My ABS light came on. What do I do?
Anti-lock brakes and electronic stability control are only effective if you maintain them properly. In general, the best ways to keep your anti-lock brake system working are to:
- Get the sensors cleaned and calibrated as part of your regular auto maintenance. The sensors can get dirty, which may cause them to not work correctly.
- Change brake pads when needed. If you hear a screeching or whining sound during normal braking, it’s probably time for new pads.
- Check the brake fluid and change it when recommended. If the brake fluid is low in the master cylinder reservoir or the ABS brake system reservoir, your ABS light may come on.
- Don’t use it all the time. Your anti-lock brake system is really for emergencies only, so you shouldn’t be slamming on your brakes just for kicks. If you can feel the ABS engaging all the time, get it checked out.

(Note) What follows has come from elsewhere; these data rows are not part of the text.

//! The in-memory module: types, references and user strings.
//!
//! A [`Module`] is loaded from a module image, edited in memory and written back as a whole.
//! It hands out tokens for everything it owns and for every external symbol imported into it;
//! tokens stay valid for the module's lifetime.
//!
//! # Examples
//!
//! ```rust
//! use ilpatch::metadata::{
//!     method::{MethodAttributes, MethodSignature},
//!     types::TypeAttributes,
//!     Module,
//! };
//!
//! let mut unity = Module::new("UnityEngine.dll");
//! let input = unity.add_type("UnityEngine.Input", TypeAttributes::PUBLIC);
//! unity.add_method(
//!     input,
//!     MethodAttributes::PUBLIC | MethodAttributes::STATIC,
//!     "GetKey",
//!     MethodSignature::new_static(&["UnityEngine.KeyCode"], "System.Boolean"),
//!     None,
//! )?;
//!
//! let mut game = Module::new("Assembly-CSharp.dll");
//! let first = game.import_method(&unity, "UnityEngine.Input", "GetKey", Some(&["KeyCode"]))?;
//! let again = game.import_method(&unity, "UnityEngine.Input", "GetKey", None)?;
//! assert_eq!(first, again);
//! assert_eq!(game.member_refs().len(), 1);
//! # Ok::<(), ilpatch::Error>(())
//! ```

use std::path::{Path, PathBuf};

use log::{debug, info};

use crate::{
    assembly::{Operand, SignatureResolver},
    file::{write_atomic, File},
    metadata::{
        image,
        imports::{MemberRef, MemberRefSignature, Symbol, TypeRef},
        method::{Method, MethodAttributes, MethodBody, MethodSignature},
        token::Token,
        types::{FieldDef, TypeDef},
    },
    Error::{TypeNotFound, UnresolvedToken},
    Result,
};
use ilpatch::{patch::Patch, patches::default_patch_set};
use serde::Serialize;

use crate::{
    app::GlobalOptions,
    output::{print_output, Align, TabWriter},
};

#[derive(Debug, Serialize)]
struct PatchEntry {
    name: String,
    description: String,
}

pub fn run(opts: &GlobalOptions) -> anyhow::Result<()> {
    let set = default_patch_set()?;
    let entries: Vec<PatchEntry> = set
        .iter()
        .map(|patch| PatchEntry {
            name: Patch::name(patch).to_string(),
            description: Patch::description(patch).to_string(),
        })
        .collect();

    print_output(&entries, opts, |entries| {
        let mut tw = TabWriter::new(vec![("Patch", Align::Left), ("Description", Align::Left)]);
        for entry in entries {
            tw.row(vec![entry.name.clone(), entry.description.clone()]);
        }
        tw.print();
    })
}
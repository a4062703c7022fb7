//! End-to-end tests of a patch run against files on disk.

mod common;

use common::{game_module, GameDir, GAME_MODULE};
use ilpatch::{
    assembly::{Immediate, OpCode, Operand},
    metadata::{Module, References},
    patch::PatchSession,
    patches::{default_patch_set, dialogue, transitions, REFERENCE_MODULES},
    Error, File,
};

#[test]
fn patches_target_in_place() {
    let game = GameDir::new();
    let before = File::from_file(&game.target).unwrap().sha1_hex();

    let mut session = PatchSession::open(&game.target, REFERENCE_MODULES).unwrap();
    session.apply(&default_patch_set().unwrap()).unwrap();
    let report = session.commit().unwrap();

    assert!(report.written);
    assert_eq!(report.module, GAME_MODULE);
    assert_eq!(report.sha1_before, before);
    assert_ne!(report.sha1_after, before);
    assert_eq!(File::from_file(&game.target).unwrap().sha1_hex(), report.sha1_after);
    assert_eq!(
        report
            .outcomes
            .iter()
            .map(|outcome| (outcome.replaced, outcome.inserted))
            .collect::<Vec<_>>(),
        vec![(9, 0), (0, 18)]
    );

    let patched = Module::from_file(&game.target).unwrap();
    let timing = patched
        .find_method(transitions::TYPE_NAME, transitions::METHOD_NAME, None)
        .unwrap()
        .body()
        .unwrap();
    let duration = Operand::Immediate(Immediate::Float32(transitions::DURATION));
    assert_eq!(
        timing
            .iter()
            .filter(|(_, instruction)| instruction.operand.same_as(&duration))
            .count(),
        9
    );
}

#[test]
fn imports_resolve_after_reload() {
    let game = GameDir::new();
    let mut session = PatchSession::open(&game.target, REFERENCE_MODULES).unwrap();
    session.apply(&default_patch_set().unwrap()).unwrap();
    session.commit().unwrap();

    let patched = Module::from_file(&game.target).unwrap();
    let references = References::open(game.path(), REFERENCE_MODULES).unwrap();
    let body = patched
        .find_method(dialogue::TYPE_NAME, dialogue::METHOD_NAME, None)
        .unwrap()
        .body()
        .unwrap();

    let mut resolved = Vec::new();
    for (_, instruction) in body.iter() {
        if !matches!(instruction.opcode, OpCode::CALL | OpCode::CALLVIRT) {
            continue;
        }
        let Operand::Token(token) = instruction.operand else {
            panic!("call without a token operand");
        };
        let symbol = patched.symbol(token).unwrap();
        let method = references.resolve_method(&symbol).unwrap();
        resolved.push(format!("{}({})", method.name, method.signature.params.join(", ")));
    }

    assert_eq!(
        resolved,
        vec![
            "GetKey(UnityEngine.KeyCode)",
            "get_text()",
            "Concat(System.String, System.String)",
            "set_text(System.String)",
        ]
    );
}

#[test]
fn drift_leaves_target_byte_identical() {
    let game = GameDir::with(game_module(Some(transitions::OFFSETS[1])));
    let before = game.target_bytes();

    let mut session = PatchSession::open(&game.target, REFERENCE_MODULES).unwrap();
    let err = session.apply(&default_patch_set().unwrap()).unwrap_err();
    drop(session);

    assert!(err.is_drift());
    match err {
        Error::PatchFailed { patch, source } => {
            assert_eq!(patch, transitions::NAME);
            assert!(matches!(
                *source,
                Error::IncompletePatch { matched: 8, expected: 9, .. }
            ));
        }
        other => panic!("unexpected error: {other}"),
    }
    assert_eq!(game.target_bytes(), before);
}

#[test]
fn second_run_is_refused() {
    let game = GameDir::new();
    let set = default_patch_set().unwrap();

    let mut session = PatchSession::open(&game.target, REFERENCE_MODULES).unwrap();
    session.apply(&set).unwrap();
    session.commit().unwrap();
    let patched = game.target_bytes();

    let mut session = PatchSession::open(&game.target, REFERENCE_MODULES).unwrap();
    let err = session.apply(&set).unwrap_err();
    assert!(err.is_drift());
    assert!(err.to_string().contains(transitions::NAME));
    drop(session);

    assert_eq!(game.target_bytes(), patched);
}

#[test]
fn dry_run_writes_nothing() {
    let game = GameDir::new();
    let before = game.target_bytes();

    let mut session = PatchSession::open(&game.target, REFERENCE_MODULES).unwrap();
    session.apply(&default_patch_set().unwrap()).unwrap();
    let report = session.dry_run().unwrap();

    assert!(!report.written);
    assert_ne!(report.sha1_before, report.sha1_after);
    assert_eq!(game.target_bytes(), before);
}

#[test]
fn no_temporary_files_remain() {
    let game = GameDir::new();
    let entries = game.entries();

    let mut session = PatchSession::open(&game.target, REFERENCE_MODULES).unwrap();
    let working_copy = session.working_copy().to_path_buf();
    assert!(working_copy.exists());
    session.apply(&default_patch_set().unwrap()).unwrap();
    session.commit().unwrap();

    assert!(!working_copy.exists());
    assert_eq!(game.entries(), entries);
}

#[test]
fn missing_reference_module() {
    let game = GameDir::new();
    std::fs::remove_file(game.path().join("UnityEngine.UI.dll")).unwrap();

    let err = PatchSession::open(&game.target, REFERENCE_MODULES)
        .err()
        .unwrap();
    assert!(matches!(err, Error::FileNotFound(ref path) if path.ends_with("UnityEngine.UI.dll")));
}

If your ABS light came on, don’t delay bringing your car to the shop. Your mechanic is the best person to identify the problem. If multiple brake warning lights come on, stop driving your car right away. “It could be something serious, such as a hydraulic problem or a serious brake fluid and/or pressure loss,” RepairPal warns. “In this case, it is very likely that the vehicle is not safe to drive to a shop.”